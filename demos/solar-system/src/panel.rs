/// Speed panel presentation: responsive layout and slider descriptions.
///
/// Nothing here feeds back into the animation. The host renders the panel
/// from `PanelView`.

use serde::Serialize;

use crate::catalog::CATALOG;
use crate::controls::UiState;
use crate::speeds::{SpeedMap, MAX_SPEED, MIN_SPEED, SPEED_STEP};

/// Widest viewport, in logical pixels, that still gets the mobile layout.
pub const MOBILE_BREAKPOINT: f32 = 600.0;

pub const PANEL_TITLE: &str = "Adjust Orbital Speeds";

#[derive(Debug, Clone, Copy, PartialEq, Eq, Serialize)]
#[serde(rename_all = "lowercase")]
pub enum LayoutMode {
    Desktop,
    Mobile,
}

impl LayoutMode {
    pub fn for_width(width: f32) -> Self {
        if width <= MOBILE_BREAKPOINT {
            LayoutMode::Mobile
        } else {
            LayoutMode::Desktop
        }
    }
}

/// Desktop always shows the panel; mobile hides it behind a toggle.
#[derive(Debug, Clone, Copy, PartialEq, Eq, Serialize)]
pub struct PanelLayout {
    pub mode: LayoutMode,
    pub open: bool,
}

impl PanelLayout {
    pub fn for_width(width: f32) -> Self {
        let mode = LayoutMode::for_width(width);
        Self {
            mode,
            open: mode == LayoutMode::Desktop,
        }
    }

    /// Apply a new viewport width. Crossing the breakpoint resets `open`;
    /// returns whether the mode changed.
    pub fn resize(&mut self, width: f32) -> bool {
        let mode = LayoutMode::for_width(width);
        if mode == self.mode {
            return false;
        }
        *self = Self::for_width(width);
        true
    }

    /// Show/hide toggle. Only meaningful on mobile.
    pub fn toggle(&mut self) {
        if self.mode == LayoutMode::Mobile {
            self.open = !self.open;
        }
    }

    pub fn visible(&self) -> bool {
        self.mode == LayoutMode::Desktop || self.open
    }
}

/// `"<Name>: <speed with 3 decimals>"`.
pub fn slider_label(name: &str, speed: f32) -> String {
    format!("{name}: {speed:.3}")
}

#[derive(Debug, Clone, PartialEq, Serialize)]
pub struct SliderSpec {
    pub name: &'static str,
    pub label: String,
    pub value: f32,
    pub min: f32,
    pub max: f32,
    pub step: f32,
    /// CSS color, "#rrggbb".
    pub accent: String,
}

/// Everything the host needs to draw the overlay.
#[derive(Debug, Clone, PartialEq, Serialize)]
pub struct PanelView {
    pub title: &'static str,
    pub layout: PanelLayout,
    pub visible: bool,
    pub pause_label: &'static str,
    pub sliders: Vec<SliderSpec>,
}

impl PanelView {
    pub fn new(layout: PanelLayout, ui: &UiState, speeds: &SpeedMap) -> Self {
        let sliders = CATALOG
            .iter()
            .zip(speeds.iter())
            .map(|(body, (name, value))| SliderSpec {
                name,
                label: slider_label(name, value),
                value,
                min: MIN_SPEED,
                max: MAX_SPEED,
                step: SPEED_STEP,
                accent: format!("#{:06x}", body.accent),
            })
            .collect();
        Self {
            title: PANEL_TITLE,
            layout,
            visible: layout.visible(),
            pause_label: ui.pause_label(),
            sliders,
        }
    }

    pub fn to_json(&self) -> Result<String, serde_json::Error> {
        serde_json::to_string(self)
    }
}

--

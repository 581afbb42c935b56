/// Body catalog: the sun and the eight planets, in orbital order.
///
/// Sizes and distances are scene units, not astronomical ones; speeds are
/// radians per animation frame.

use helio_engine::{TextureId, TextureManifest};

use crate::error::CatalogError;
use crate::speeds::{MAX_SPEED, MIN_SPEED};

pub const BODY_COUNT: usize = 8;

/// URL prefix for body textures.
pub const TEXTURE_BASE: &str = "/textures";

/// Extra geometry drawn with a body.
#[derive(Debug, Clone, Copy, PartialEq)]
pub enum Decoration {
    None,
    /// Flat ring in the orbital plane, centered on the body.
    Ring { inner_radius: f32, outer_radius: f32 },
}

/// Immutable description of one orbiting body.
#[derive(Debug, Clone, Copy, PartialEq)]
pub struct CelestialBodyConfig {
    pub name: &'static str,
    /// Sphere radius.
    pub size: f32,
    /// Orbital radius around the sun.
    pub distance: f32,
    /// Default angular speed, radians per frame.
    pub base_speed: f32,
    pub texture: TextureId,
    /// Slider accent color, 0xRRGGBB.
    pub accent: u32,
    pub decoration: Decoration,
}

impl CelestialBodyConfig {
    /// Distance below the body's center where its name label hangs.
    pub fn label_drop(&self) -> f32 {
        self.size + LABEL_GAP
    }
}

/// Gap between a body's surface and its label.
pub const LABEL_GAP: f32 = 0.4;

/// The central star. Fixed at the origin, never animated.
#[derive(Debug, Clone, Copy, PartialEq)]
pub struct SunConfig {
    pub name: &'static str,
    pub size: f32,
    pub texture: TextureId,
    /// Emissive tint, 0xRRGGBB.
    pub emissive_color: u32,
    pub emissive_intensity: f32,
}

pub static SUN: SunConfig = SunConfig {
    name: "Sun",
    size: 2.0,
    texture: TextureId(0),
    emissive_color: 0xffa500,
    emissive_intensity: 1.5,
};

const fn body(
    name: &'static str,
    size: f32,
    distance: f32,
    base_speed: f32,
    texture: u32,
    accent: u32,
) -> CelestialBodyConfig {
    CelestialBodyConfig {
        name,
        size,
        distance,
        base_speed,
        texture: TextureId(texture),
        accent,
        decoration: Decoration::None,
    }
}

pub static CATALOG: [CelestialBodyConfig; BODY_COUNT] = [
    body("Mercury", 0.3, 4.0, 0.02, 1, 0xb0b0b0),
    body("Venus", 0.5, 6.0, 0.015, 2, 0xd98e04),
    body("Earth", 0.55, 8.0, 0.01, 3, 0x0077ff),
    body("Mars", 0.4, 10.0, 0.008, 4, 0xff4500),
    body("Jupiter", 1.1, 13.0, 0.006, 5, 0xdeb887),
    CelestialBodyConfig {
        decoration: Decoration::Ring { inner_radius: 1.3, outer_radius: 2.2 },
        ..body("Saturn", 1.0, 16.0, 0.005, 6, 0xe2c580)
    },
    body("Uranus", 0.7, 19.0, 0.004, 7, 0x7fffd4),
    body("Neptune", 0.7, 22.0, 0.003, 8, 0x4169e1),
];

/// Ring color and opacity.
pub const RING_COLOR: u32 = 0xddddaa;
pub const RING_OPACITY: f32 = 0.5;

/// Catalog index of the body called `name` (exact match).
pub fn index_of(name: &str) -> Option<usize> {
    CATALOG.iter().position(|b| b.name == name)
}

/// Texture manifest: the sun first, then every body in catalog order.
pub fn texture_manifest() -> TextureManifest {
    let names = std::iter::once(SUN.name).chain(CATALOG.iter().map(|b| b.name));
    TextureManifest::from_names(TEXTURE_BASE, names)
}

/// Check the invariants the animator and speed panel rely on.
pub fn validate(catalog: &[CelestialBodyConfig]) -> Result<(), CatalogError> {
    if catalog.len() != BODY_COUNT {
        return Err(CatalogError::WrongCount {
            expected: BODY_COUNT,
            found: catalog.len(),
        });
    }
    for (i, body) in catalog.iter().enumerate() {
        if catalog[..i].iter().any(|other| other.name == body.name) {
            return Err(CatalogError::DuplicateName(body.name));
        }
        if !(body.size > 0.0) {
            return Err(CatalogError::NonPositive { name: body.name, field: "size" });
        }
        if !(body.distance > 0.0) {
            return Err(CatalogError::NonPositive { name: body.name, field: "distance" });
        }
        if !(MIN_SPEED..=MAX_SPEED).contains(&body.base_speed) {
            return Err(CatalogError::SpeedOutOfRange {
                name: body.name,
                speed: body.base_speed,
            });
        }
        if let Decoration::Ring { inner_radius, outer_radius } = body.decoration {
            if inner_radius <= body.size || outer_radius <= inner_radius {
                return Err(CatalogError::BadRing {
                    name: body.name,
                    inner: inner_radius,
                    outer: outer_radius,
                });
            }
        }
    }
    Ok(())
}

▶ **Aim of the task**
For the string "CatalogError", return every line of the data where it appears.

▶ **Task response**
use crate::error::CatalogError;
pub fn validate(catalog: &[CelestialBodyConfig]) -> Result<(), CatalogError> {
        return Err(CatalogError::WrongCount {
            return Err(CatalogError::DuplicateName(body.name));
            return Err(CatalogError::NonPositive { name: body.name, field: "size" });
            return Err(CatalogError::NonPositive { name: body.name, field: "distance" });
            return Err(CatalogError::SpeedOutOfRange {
                return Err(CatalogError::BadRing {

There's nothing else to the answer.